__Problem requirements__.
Quote verbatim the span of lines that begins the listing below and closes with the line containing "pub struct PersistentStreamReader".

*** Block opens ***

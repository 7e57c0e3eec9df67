//! Retain-history reader.
//!
//! [`PersistentStreamReader`] keeps every byte it was given until the caller
//! drops a prefix explicitly, which suits servers that parse a request piece
//! by piece and then forward the whole of it. Records are reported as
//! [`Span`]s in absolute stream offsets, so a span stays meaningful across
//! later appends and compactions, and [`resolve`] can tell when its bytes
//! are gone.
//!
//! [`resolve`]: PersistentStreamReader::resolve

use alloc::vec::Vec;

use tracing::debug;

use crate::{
    buffer::ByteBuffer,
    delimiter::Delimiter,
    error::{InvalidArgument, Result},
    machine::{Machine, ReadState},
    options::ReaderOptions,
    span::{Record, Span},
};

/// Pull-based tokenizer that remembers all input until told to forget it.
///
/// # Examples
///
/// ```rust
/// use delimstream::{PersistentStreamReader, ReaderOptions};
///
/// let mut reader = PersistentStreamReader::new(ReaderOptions::default());
/// reader.append(b"GET / HTTP/1.1\r\nHost: a\r\n\r\nbody").unwrap();
///
/// reader.read_until_string(b"\r\n", false).unwrap();
/// let request_line = reader.poll().unwrap();
/// reader.read_until_string(b"\r\n\r\n", false).unwrap();
/// let headers = reader.poll().unwrap();
///
/// assert_eq!(reader.resolve(request_line).unwrap(), b"GET / HTTP/1.1");
/// assert_eq!(reader.resolve(headers).unwrap(), b"Host: a");
/// assert_eq!(reader.history(false), b"GET / HTTP/1.1\r\nHost: a\r\n\r\n");
///
/// reader.clear_history().unwrap();
/// assert_eq!(reader.history(true), b"body");
/// assert!(reader.resolve(headers).is_err());
/// ```
#[derive(Debug)]
pub struct PersistentStreamReader {
    buffer: ByteBuffer,
    machine: Machine,
    /// Absolute stream offset of the first buffered byte.
    base: usize,
}

impl Default for PersistentStreamReader {
    fn default() -> Self {
        Self::new(ReaderOptions::default())
    }
}

impl PersistentStreamReader {
    #[must_use]
    pub fn new(options: ReaderOptions) -> Self {
        Self {
            buffer: ByteBuffer::with_capacity(options.initial_capacity, options.max_capacity),
            machine: Machine::default(),
            base: 0,
        }
    }

    /// Builds a reader on top of caller-provided storage, reusing its
    /// allocation as the initial capacity.
    #[must_use]
    pub fn with_buffer(storage: Vec<u8>, options: ReaderOptions) -> Self {
        Self {
            buffer: ByteBuffer::from_vec(storage, options.max_capacity),
            machine: Machine::default(),
            base: 0,
        }
    }

    /// Reads until the byte string `delimiter`; see
    /// [`StreamReader::read_until_string`](crate::StreamReader::read_until_string).
    ///
    /// # Errors
    ///
    /// [`InvalidArgument::EmptyDelimiter`] if `delimiter` is empty.
    pub fn read_until_string(&mut self, delimiter: &[u8], repeat: bool) -> Result<()> {
        self.machine.arm(Delimiter::bytes(delimiter)?, repeat);
        Ok(())
    }

    pub fn read_until_char(&mut self, delimiter: u8, repeat: bool) {
        self.machine.arm(Delimiter::byte(delimiter), repeat);
    }

    pub fn arm(&mut self, delimiter: Delimiter, repeat: bool) {
        self.machine.arm(delimiter, repeat);
    }

    /// Appends `bytes` to the history. Does not search; call
    /// [`poll`](Self::poll).
    ///
    /// # Errors
    ///
    /// Propagates buffer growth failures.
    pub fn append(&mut self, bytes: &[u8]) -> Result<()> {
        self.buffer.extend_from_slice(bytes)
    }

    /// Returns a writable region of at least `additional` bytes. Follow with
    /// [`end_put`](Self::end_put).
    ///
    /// # Errors
    ///
    /// Propagates buffer growth failures.
    pub fn begin_put(&mut self, additional: usize) -> Result<&mut [u8]> {
        self.buffer.reserve_for(additional)?;
        Ok(self.buffer.write_cursor())
    }

    /// Declares that `n` bytes of the region from
    /// [`begin_put`](Self::begin_put) were filled.
    ///
    /// # Errors
    ///
    /// [`InvalidArgument::CommitOverflow`] if `n` exceeds that region.
    pub fn end_put(&mut self, n: usize) -> Result<()> {
        self.buffer.commit(n)
    }

    /// Push form of [`append`](Self::append) followed by [`poll_record`]:
    /// invokes `on_record` for each complete record the new bytes finish and
    /// returns how many there were.
    ///
    /// # Errors
    ///
    /// Same as [`append`](Self::append); no record is extracted in that case.
    ///
    /// [`poll_record`]: Self::poll_record
    pub fn append_with<F>(&mut self, bytes: &[u8], mut on_record: F) -> Result<usize>
    where
        F: FnMut(Record<'_>),
    {
        self.append(bytes)?;
        let mut count = 0;
        while let Some(record) = self.poll_record() {
            on_record(record);
            count += 1;
        }
        Ok(count)
    }

    /// Extracts the next complete record, if one is buffered.
    ///
    /// Never reports partial records. The returned span is in absolute stream
    /// offsets.
    pub fn poll(&mut self) -> Option<Span> {
        let span = self.machine.step(self.buffer.as_slice(), false)?;
        Some(Span {
            offset: span.offset + self.base,
            ..span
        })
    }

    /// Like [`poll`](Self::poll), but borrows the record's bytes as well.
    pub fn poll_record(&mut self) -> Option<Record<'_>> {
        let span = self.poll()?;
        let start = span.offset - self.base;
        Some(Record {
            span,
            bytes: &self.buffer.as_slice()[start..start + span.len],
        })
    }

    /// The bytes of a span returned by [`poll`](Self::poll).
    ///
    /// # Errors
    ///
    /// [`InvalidArgument::SpanCompacted`] if part of the span was dropped by
    /// compaction, [`InvalidArgument::SpanOutOfRange`] if it reaches past the
    /// data appended so far.
    pub fn resolve(&self, span: Span) -> Result<&[u8]> {
        if span.offset < self.base {
            return Err(InvalidArgument::SpanCompacted {
                offset: span.offset,
                base: self.base,
            }
            .into());
        }
        let end = span.end();
        if end > self.stream_len() {
            return Err(InvalidArgument::SpanOutOfRange {
                end,
                len: self.stream_len(),
            }
            .into());
        }
        Ok(&self.buffer.as_slice()[span.offset - self.base..end - self.base])
    }

    /// Everything still retained, optionally without the bytes not yet
    /// consumed by a record.
    #[must_use]
    pub fn history(&self, include_unprocessed: bool) -> &[u8] {
        let data = self.buffer.as_slice();
        if include_unprocessed {
            data
        } else {
            &data[..self.machine.read()]
        }
    }

    /// Bytes not yet consumed by a record.
    #[must_use]
    pub fn buffer_data(&self) -> &[u8] {
        &self.buffer.as_slice()[self.machine.read()..]
    }

    /// Marks every buffered byte as consumed without producing a record.
    pub fn clear_buffer(&mut self) {
        self.machine.consume_all(self.buffer.len());
    }

    /// Consumes `n` unread bytes without producing a record.
    ///
    /// # Errors
    ///
    /// [`InvalidArgument::SkipBeyondEnd`] if fewer than `n` bytes are unread.
    pub fn skip(&mut self, n: usize) -> Result<()> {
        self.machine.skip(n, self.buffer.len())
    }

    /// Forgets the stream before absolute offset `offset`.
    ///
    /// Spans that start before `offset` no longer resolve. Dropping unread
    /// bytes is allowed; they are then considered consumed. Offsets that
    /// were already dropped are a no-op.
    ///
    /// # Errors
    ///
    /// [`InvalidArgument::DropBeyondEnd`] if `offset` is past the end of the
    /// stream.
    pub fn drop_before(&mut self, offset: usize) -> Result<()> {
        if offset > self.stream_len() {
            return Err(InvalidArgument::DropBeyondEnd {
                offset,
                len: self.stream_len(),
            }
            .into());
        }
        let Some(relative) = offset.checked_sub(self.base) else {
            return Ok(());
        };
        self.buffer.drop_before(relative)?;
        self.machine.shift_down(relative);
        self.base = offset;
        debug!(base = self.base, "dropped history");
        Ok(())
    }

    /// Drops every byte already consumed by a record.
    ///
    /// # Errors
    ///
    /// Never fails in practice; see [`drop_before`](Self::drop_before).
    pub fn clear_history(&mut self) -> Result<()> {
        self.drop_before(self.base + self.machine.read())
    }

    /// Absolute offset of the oldest retained byte.
    #[must_use]
    pub fn base_offset(&self) -> usize {
        self.base
    }

    /// Total number of bytes ever appended.
    #[must_use]
    pub fn stream_len(&self) -> usize {
        self.base + self.buffer.len()
    }

    /// Forgets everything, including the stream position. The allocation is
    /// kept.
    pub fn reset(&mut self) {
        self.buffer.clear();
        self.machine.reset();
        self.base = 0;
    }

    #[must_use]
    pub fn state(&self) -> ReadState {
        self.machine.state()
    }

    #[must_use]
    pub fn is_idle(&self) -> bool {
        self.state() == ReadState::Idle
    }

    #[must_use]
    pub fn capacity(&self) -> usize {
        self.buffer.capacity()
    }
}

*** Block closes ***

__Answer space__.
repository 7e57c0e3eec9df67
//! Retain-history reader.
//!
//! [`PersistentStreamReader`] keeps every byte it was given until the caller
//! drops a prefix explicitly, which suits servers that parse a request piece
//! by piece and then forward the whole of it. Records are reported as
//! [`Span`]s in absolute stream offsets, so a span stays meaningful across
//! later appends and compactions, and [`resolve`] can tell when its bytes
//! are gone.
//!
//! [`resolve`]: PersistentStreamReader::resolve

use alloc::vec::Vec;

use tracing::debug;

use crate::{
    buffer::ByteBuffer,
    delimiter::Delimiter,
    error::{InvalidArgument, Result},
    machine::{Machine, ReadState},
    options::ReaderOptions,
    span::{Record, Span},
};

/// Pull-based tokenizer that remembers all input until told to forget it.
///
/// # Examples
///
/// ```rust
/// use delimstream::{PersistentStreamReader, ReaderOptions};
///
/// let mut reader = PersistentStreamReader::new(ReaderOptions::default());
/// reader.append(b"GET / HTTP/1.1\r\nHost: a\r\n\r\nbody").unwrap();
///
/// reader.read_until_string(b"\r\n", false).unwrap();
/// let request_line = reader.poll().unwrap();
/// reader.read_until_string(b"\r\n\r\n", false).unwrap();
/// let headers = reader.poll().unwrap();
///
/// assert_eq!(reader.resolve(request_line).unwrap(), b"GET / HTTP/1.1");
/// assert_eq!(reader.resolve(headers).unwrap(), b"Host: a");
/// assert_eq!(reader.history(false), b"GET / HTTP/1.1\r\nHost: a\r\n\r\n");
///
/// reader.clear_history().unwrap();
/// assert_eq!(reader.history(true), b"body");
/// assert!(reader.resolve(headers).is_err());
/// ```
#[derive(Debug)]
pub struct PersistentStreamReader {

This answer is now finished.